**Work instructions:**
Word for word, set down the entries below.

(Dataset entries)

╭──

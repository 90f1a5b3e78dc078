//! Custom filter expressions for routes.
//!
//! Hosts with a full query engine inject their own [`FilterEvaluator`].
//! [`SimpleFilter`] covers the common single-document cases:
//!
//! ```text
//! [tag[Journal]!prefix[Draft]]      all steps in a run must pass
//! [tag[Task]] [field:status[open]]  runs separated by spaces are OR-ed
//! [[Exact Title]]                   title literal
//! ```

use crate::document::Document;

/// Evaluates one filter expression against a single document.
///
/// A non-empty result means the document matches.
pub trait FilterEvaluator: Send + Sync {
    fn evaluate(&self, expression: &str, doc: &Document) -> Vec<String>;
}

/// Built-in evaluator for a small operator subset.
#[derive(Debug, Default, Clone, Copy)]
pub struct SimpleFilter;

#[derive(Debug, PartialEq, Eq)]
struct Step<'a> {
    negated: bool,
    operator: &'a str,
    suffix: Option<&'a str>,
    param: &'a str,
}

#[derive(Debug, PartialEq, Eq)]
enum Run<'a> {
    Title(&'a str),
    Steps(Vec<Step<'a>>),
}

fn parse(expression: &str) -> Option<Vec<Run<'_>>> {
    let mut runs = Vec::new();
    let mut rest = expression.trim();

    while !rest.is_empty() {
        let body = rest.strip_prefix('[')?;
        if let Some(literal) = body.strip_prefix('[') {
            let end = literal.find("]]")?;
            runs.push(Run::Title(&literal[..end]));
            rest = literal[end + 2..].trim_start();
            continue;
        }

        let mut steps = Vec::new();
        let mut cursor = body;
        loop {
            if let Some(after) = cursor.strip_prefix(']') {
                cursor = after;
                break;
            }
            let (negated, after_bang) = match cursor.strip_prefix('!') {
                Some(after) => (true, after),
                None => (false, cursor),
            };
            let open = after_bang.find('[')?;
            let name = &after_bang[..open];
            let after_open = &after_bang[open + 1..];
            let close = after_open.find(']')?;
            let (operator, suffix) = match name.split_once(':') {
                Some((op, suffix)) => (op, Some(suffix)),
                None => (name, None),
            };
            if operator.is_empty() {
                return None;
            }
            steps.push(Step {
                negated,
                operator,
                suffix,
                param: &after_open[..close],
            });
            cursor = &after_open[close + 1..];
        }

        if steps.is_empty() {
            return None;
        }
        runs.push(Run::Steps(steps));
        rest = cursor.trim_start();
    }

    Some(runs)
}

fn step_passes(step: &Step<'_>, doc: &Document) -> Option<bool> {
    let result = match step.operator {
        "tag" => doc.tags().iter().any(|tag| tag == step.param),
        "title" => doc.title() == step.param,
        "prefix" => doc.title().starts_with(step.param),
        "suffix" => doc.title().ends_with(step.param),
        "has" => doc.field(step.param).is_some_and(|value| !value.is_empty()),
        "field" => {
            let name = step.suffix?;
            doc.field(name).unwrap_or_default() == step.param
        }
        _ => return None,
    };
    Some(result != step.negated)
}

impl FilterEvaluator for SimpleFilter {
    fn evaluate(&self, expression: &str, doc: &Document) -> Vec<String> {
        let Some(runs) = parse(expression) else {
            crate::debug_event!("router", "unparsable filter", "{expression}");
            return Vec::new();
        };

        let matched = runs.iter().any(|run| match run {
            Run::Title(title) => doc.title() == *title,
            Run::Steps(steps) => steps.iter().all(|step| match step_passes(step, doc) {
                Some(passes) => passes,
                None => {
                    crate::debug_event!("router", "unknown filter operator", "{}", step.operator);
                    false
                }
            }),
        });

        if matched {
            vec![doc.title().to_string()]
        } else {
            Vec::new()
        }
    }
}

╰──

**Answer box:**
repository 90f1a5b3e78dc078
//! Custom filter expressions for routes.
//!
//! Hosts with a full query engine inject their own [`FilterEvaluator`].
//! [`SimpleFilter`] covers the common single-document cases:
//!
//! ```text
//! [tag[Journal]!prefix[Draft]]      all steps in a run must pass
//! [tag[Task]] [field:status[open]]  runs separated by spaces are OR-ed
//! [[Exact Title]]                   title literal
//! ```

use crate::document::Document;

/// Evaluates one filter expression against a single document.
///
/// A non-empty result means the document matches.
pub trait FilterEvaluator: Send + Sync {
    fn evaluate(&self, expression: &str, doc: &Document) -> Vec<String>;
}

/// Built-in evaluator for a small operator subset.
#[derive(Debug, Default, Clone, Copy)]
pub struct SimpleFilter;

#[derive(Debug, PartialEq, Eq)]
struct Step<'a> {
    negated: bool,
    operator: &'a str,
    suffix: Option<&'a str>,
    param: &'a str,
}

#[derive(Debug, PartialEq, Eq)]
enum Run<'a> {
    Title(&'a str),
    Steps(Vec<Step<'a>>),
}

fn parse(expression: &str) -> Option<Vec<Run<'_>>> {
    let mut runs = Vec::new();
    let mut rest = expression.trim();

    while !rest.is_empty() {
        let body = rest.strip_prefix('[')?;
        if let Some(literal) = body.strip_prefix('[') {
            let end = literal.find("]]")?;
            runs.push(Run::Title(&literal[..end]));
            rest = literal[end + 2..].trim_start();
            continue;
        }

        let mut steps = Vec::new();
        let mut cursor = body;
        loop {
            if let Some(after) = cursor.strip_prefix(']') {
                cursor = after;
                break;
            }
            let (negated, after_bang) = match cursor.strip_prefix('!') {
                Some(after) => (true, after),
                None => (false, cursor),
            };
            let open = after_bang.find('[')?;
            let name = &after_bang[..open];
            let after_open = &after_bang[open + 1..];
            let close = after_open.find(']')?;
            let (operator, suffix) = match name.split_once(':') {
                Some((op, suffix)) => (op, Some(suffix)),
                None => (name, None),
            };
            if operator.is_empty() {
                return None;
            }
            steps.push(Step {
                negated,
                operator,
                suffix,
                param: &after_open[..close],
            });
            cursor = &after_open[close + 1..];
        }

        if steps.is_empty() {
            return None;
        }
        runs.push(Run::Steps(steps));
        rest = cursor.trim_start();
    }

    Some(runs)
}

fn step_passes(step: &Step<'_>, doc: &Document) -> Option<bool> {
    let result = match step.operator {
        "tag" => doc.tags().iter().any(|tag| tag == step.param),
        "title" => doc.title() == step.param,
        "prefix" => doc.title().starts_with(step.param),
        "suffix" => doc.title().ends_with(step.param),
        "has" => doc.field(step.param).is_some_and(|value| !value.is_empty()),
        "field" => {
            let name = step.suffix?;
            doc.field(name).unwrap_or_default() == step.param
        }
        _ => return None,
    };
    Some(result != step.negated)
}

impl FilterEvaluator for SimpleFilter {
    fn evaluate(&self, expression: &str, doc: &Document) -> Vec<String> {
        let Some(runs) = parse(expression) else {
            crate::debug_event!("router", "unparsable filter", "{expression}");
            return Vec::new();
        };

        let matched = runs.iter().any(|run| match run {
            Run::Title(title) => doc.title() == *title,
            Run::Steps(steps) => steps.iter().all(|step| match step_passes(step, doc) {
                Some(passes) => passes,
                None => {
                    crate::debug_event!("router", "unknown filter operator", "{}", step.operator);
                    false
                }
            }),
        });

        if matched {
            vec![doc.title().to_string()]
        } else {
            Vec::new()
        }
    }
}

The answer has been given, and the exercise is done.